Había ocasiones en las que ella se sentía como si fuera de otro planeta. No alcanzaba a comprender como médico que era, los caminos que conducían a los enfermos hacia una medicina deshumanizada, tiránicamente protocolizada, sin visión hacia el enfermo, en la que únicamente se contemplaba su enfermedad.
Aquel día en el comité se hablaba de un varón de 92 años con un excelente estado general al que se le había detectado un pequeño tumor maligno en el borde libre izquierdo de su lengua. Mientras sus compañeros deliberaban acaloradamente el tratamiento a aplicar en el caso, ella se acercó a la sala contigüa donde se encontraba ese pequeño héroe anónimo que había alcanzado la senectud con dignidad y buen porte. Tenía la piel arrugada por el tiempo y bronceada por los paseos por el campo y algún que otro pequeño trabajo que todavía ejercía en su modesta huerta. Sus ojos brillaban aún con fuerza y ganas. La doctora se aproximó a él con una sonrisa de complicidad y le solicitó que le mostrara la lengua. Tenía una lesión blanquecina en el borde posterior izquierdo de la lengua que apenas alcanzaba el centímetro de longitud. Le palpó el cuello y no halló ningún ganglio sospechoso. Se despidió de él y se dirigió a la sala con el resto de colegas.

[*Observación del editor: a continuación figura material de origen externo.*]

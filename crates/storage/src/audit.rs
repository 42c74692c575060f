use chrono::Utc;
use conductor_core::{Mode, Paths, Result};
use serde::{Deserialize, Serialize};
use std::fs::OpenOptions;
use std::io::Write;
use std::path::PathBuf;
use tracing::error;

#[derive(Debug, Clone, Serialize, Deserialize)]
#[serde(tag = "type", rename_all = "snake_case")]
pub enum AuditEvent {
    Dispatch {
        session_id: String,
        intent: String,
        success: bool,
        duration_ms: u64,
        error: Option<String>,
        timestamp_ms: i64,
    },
    ModeChange {
        session_id: String,
        from: Mode,
        to: Mode,
        timestamp_ms: i64,
    },
    Correction {
        text: String,
        intent: String,
        timestamp_ms: i64,
    },
}

/// Appends audit events to one JSONL file per UTC day under `<base>/audit`.
pub struct AuditLogger {
    dir: PathBuf,
}

impl AuditLogger {
    pub fn new(paths: &Paths) -> Self {
        Self {
            dir: paths.audit_dir(),
        }
    }

    pub fn log_dispatch(
        &self,
        session_id: &str,
        intent: &str,
        success: bool,
        duration_ms: u64,
        error: Option<String>,
    ) -> Result<()> {
        self.write_event(&AuditEvent::Dispatch {
            session_id: session_id.to_string(),
            intent: intent.to_string(),
            success,
            duration_ms,
            error,
            timestamp_ms: Utc::now().timestamp_millis(),
        })
    }

    pub fn log_mode_change(&self, session_id: &str, from: Mode, to: Mode) -> Result<()> {
        self.write_event(&AuditEvent::ModeChange {
            session_id: session_id.to_string(),
            from,
            to,
            timestamp_ms: Utc::now().timestamp_millis(),
        })
    }

    pub fn log_correction(&self, text: &str, intent: &str) -> Result<()> {
        self.write_event(&AuditEvent::Correction {
            text: text.to_string(),
            intent: intent.to_string(),
            timestamp_ms: Utc::now().timestamp_millis(),
        })
    }

    fn file_for(&self, date: &str) -> PathBuf {
        self.dir.join(format!("{}.jsonl", date))
    }

    fn write_event(&self, event: &AuditEvent) -> Result<()> {
        std::fs::create_dir_all(&self.dir)?;
        let today = Utc::now().format("%Y-%m-%d").to_string();
        let mut file = OpenOptions::new()
            .create(true)
            .append(true)
            .open(self.file_for(&today))?;
        let json = serde_json::to_string(event)?;
        writeln!(file, "{}", json)?;
        Ok(())
    }

    /// Events logged on `date` (`YYYY-MM-DD`). Unparseable lines are skipped.
    pub fn read_events(&self, date: &str) -> Result<Vec<AuditEvent>> {
        let path = self.file_for(date);
        if !path.exists() {
            return Ok(Vec::new());
        }
        let content = std::fs::read_to_string(&path)?;
        let mut events = Vec::new();
        for line in content.lines().filter(|l| !l.trim().is_empty()) {
            match serde_json::from_str::<AuditEvent>(line) {
                Ok(event) => events.push(event),
                Err(e) => error!(error = %e, line = %line, "Failed to parse audit event"),
            }
        }
        Ok(events)
    }

    pub fn read_today(&self) -> Result<Vec<AuditEvent>> {
        self.read_events(&Utc::now().format("%Y-%m-%d").to_string())
    }
}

Ella pensó que se le podía hacer una braquiterapia si dispusiera de ella, pero consideraba que el paciente era muy mayor para enviarle a otro hospital lejos de su casa. Los cirujanos hablaban de hacerle una hemiglosectomía (extirpar media lengua) con biopsia selectiva de ganglio centinela y posterior linfadenectomía cervical izquierda (extraer los ganglios de la parte izquierda del cuello). Ella no daba crédito a lo que estaba escuchando.
Sin vacilar preguntó: “¿Por qué no le extirpáis la lesión con margen sin más?. Si fuera mi padre el enfermo es lo que yo le haría”. El resto del auditorio le replicó que eso no era una cirugía oncológica, que lo que las guías recomendaban era ese tratamiento, que la evidencia científica, que ese era el mejor tratamiento posible y que bla, bla, bla….
Definitivamente se sentía de otro planeta. Ella conocía perfectamente las guías y los protocolos de actuación, pero veía a un enfermo muy mayor que había superado con creces la esperanza de vida, con buena calidad de vida y al que la cirugía propuesta podía dar al traste con ella; por lo tanto entendía que había que personalizar el tratamiento fuera de protocolo. Se empequeñezó ante tanta verborrea y frustrada por la sensación de no haber sido entendida en el manejo concreto de ese paciente. Le vino entonces a la mente una frase del libro “Todo fluye” de Vasili Grossman: “Todo lo que es inhumano es absurdo e inútil”.